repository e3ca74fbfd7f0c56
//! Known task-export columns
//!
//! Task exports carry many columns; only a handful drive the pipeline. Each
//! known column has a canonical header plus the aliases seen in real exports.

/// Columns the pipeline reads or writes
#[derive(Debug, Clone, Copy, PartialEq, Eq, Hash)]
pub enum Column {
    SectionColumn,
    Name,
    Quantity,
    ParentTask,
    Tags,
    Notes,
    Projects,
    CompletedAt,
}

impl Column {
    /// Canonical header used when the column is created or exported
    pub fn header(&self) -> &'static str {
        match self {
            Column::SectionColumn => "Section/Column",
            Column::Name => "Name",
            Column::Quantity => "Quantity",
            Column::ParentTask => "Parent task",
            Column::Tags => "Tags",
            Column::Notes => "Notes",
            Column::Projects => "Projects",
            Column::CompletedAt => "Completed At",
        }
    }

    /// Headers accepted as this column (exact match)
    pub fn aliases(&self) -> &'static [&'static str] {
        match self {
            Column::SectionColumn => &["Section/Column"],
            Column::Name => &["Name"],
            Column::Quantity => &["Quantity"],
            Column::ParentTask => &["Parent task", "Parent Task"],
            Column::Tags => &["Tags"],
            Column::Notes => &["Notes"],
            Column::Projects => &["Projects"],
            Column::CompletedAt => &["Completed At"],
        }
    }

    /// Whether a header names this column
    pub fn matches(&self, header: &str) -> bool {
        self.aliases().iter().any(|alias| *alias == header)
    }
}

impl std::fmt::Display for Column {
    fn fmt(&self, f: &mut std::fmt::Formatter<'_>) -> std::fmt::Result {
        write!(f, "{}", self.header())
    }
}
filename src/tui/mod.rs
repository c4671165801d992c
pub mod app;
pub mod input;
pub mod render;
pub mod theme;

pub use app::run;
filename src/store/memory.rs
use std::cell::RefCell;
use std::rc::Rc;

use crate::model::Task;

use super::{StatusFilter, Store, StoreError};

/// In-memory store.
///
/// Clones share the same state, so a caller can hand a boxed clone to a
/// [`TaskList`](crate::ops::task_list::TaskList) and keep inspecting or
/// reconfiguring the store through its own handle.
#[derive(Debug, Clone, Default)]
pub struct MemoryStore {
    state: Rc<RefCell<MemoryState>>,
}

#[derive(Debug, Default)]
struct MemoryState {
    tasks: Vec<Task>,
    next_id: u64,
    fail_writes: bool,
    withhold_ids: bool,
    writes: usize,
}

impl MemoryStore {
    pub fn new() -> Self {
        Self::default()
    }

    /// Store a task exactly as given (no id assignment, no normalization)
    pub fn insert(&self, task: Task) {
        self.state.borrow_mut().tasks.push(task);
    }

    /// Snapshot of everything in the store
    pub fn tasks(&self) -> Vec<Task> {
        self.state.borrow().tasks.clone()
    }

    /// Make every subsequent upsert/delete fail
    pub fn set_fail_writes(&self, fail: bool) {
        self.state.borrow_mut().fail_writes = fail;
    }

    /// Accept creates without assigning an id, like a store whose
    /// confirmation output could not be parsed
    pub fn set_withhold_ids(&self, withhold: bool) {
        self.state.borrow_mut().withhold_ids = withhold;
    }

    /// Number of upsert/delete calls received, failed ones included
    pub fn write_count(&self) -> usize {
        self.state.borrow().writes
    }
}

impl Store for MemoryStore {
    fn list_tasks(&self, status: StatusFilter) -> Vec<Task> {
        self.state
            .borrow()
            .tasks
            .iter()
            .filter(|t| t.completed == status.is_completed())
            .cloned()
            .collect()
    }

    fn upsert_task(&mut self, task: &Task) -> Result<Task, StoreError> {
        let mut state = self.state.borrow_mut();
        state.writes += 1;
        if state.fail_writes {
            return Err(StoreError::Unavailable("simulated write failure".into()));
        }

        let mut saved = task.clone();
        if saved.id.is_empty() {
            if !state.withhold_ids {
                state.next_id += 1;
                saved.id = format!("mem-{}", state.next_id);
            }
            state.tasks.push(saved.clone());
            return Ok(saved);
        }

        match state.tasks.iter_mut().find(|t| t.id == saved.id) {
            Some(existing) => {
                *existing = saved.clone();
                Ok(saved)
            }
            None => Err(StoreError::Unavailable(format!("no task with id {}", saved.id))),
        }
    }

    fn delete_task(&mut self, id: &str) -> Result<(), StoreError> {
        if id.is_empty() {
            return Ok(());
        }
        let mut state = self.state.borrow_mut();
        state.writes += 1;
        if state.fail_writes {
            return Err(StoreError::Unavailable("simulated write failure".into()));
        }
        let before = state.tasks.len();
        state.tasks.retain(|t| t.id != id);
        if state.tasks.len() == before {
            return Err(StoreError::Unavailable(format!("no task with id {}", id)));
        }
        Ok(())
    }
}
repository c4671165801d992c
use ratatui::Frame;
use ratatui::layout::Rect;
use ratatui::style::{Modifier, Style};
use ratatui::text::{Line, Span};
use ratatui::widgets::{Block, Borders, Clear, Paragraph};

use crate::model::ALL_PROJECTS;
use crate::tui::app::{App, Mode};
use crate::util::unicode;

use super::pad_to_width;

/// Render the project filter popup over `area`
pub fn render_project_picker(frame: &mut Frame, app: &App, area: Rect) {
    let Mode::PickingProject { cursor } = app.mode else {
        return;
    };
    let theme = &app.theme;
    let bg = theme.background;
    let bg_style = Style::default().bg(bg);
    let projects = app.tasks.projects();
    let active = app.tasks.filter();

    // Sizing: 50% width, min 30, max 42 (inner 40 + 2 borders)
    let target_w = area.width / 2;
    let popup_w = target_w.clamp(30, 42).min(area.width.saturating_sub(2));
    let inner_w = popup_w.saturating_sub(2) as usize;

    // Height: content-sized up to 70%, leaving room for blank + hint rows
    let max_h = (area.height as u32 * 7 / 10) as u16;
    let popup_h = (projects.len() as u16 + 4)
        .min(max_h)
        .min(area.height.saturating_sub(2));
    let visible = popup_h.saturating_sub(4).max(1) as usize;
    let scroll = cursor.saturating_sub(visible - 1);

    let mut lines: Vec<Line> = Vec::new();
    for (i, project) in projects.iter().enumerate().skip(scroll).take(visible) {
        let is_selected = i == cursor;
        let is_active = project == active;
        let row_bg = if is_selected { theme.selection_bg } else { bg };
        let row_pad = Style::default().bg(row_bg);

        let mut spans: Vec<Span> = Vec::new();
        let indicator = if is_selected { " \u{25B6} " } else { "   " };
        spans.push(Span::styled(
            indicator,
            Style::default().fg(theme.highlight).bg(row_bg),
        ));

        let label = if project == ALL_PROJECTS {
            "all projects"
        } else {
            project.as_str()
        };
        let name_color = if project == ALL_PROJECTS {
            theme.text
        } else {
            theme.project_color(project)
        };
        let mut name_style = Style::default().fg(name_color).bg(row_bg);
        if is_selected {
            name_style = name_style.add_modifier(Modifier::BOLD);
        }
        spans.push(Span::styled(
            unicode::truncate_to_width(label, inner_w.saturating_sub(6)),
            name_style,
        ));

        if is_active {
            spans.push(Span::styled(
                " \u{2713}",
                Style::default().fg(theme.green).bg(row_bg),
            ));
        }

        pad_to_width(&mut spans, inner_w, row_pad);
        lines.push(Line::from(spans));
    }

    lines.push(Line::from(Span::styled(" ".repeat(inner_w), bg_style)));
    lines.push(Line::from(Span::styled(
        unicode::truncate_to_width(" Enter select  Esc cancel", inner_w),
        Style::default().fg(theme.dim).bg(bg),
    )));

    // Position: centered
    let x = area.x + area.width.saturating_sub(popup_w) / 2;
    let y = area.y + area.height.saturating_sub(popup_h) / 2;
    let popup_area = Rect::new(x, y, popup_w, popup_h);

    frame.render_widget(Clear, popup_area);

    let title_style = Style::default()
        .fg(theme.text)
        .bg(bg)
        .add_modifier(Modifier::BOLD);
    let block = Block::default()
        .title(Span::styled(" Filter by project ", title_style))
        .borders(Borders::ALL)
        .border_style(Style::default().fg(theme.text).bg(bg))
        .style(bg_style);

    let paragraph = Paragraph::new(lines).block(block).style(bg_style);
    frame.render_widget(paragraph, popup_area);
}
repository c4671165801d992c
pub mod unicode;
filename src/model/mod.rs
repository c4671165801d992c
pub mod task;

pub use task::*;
----------
EXERCISE REQUIREMENTS — From the data above, gather every line that includes the word "usize".

WORKED SOLUTION —
    writes: usize,
    pub fn write_count(&self) -> usize {
    let inner_w = popup_w.saturating_sub(2) as usize;
    let visible = popup_h.saturating_sub(4).max(1) as usize;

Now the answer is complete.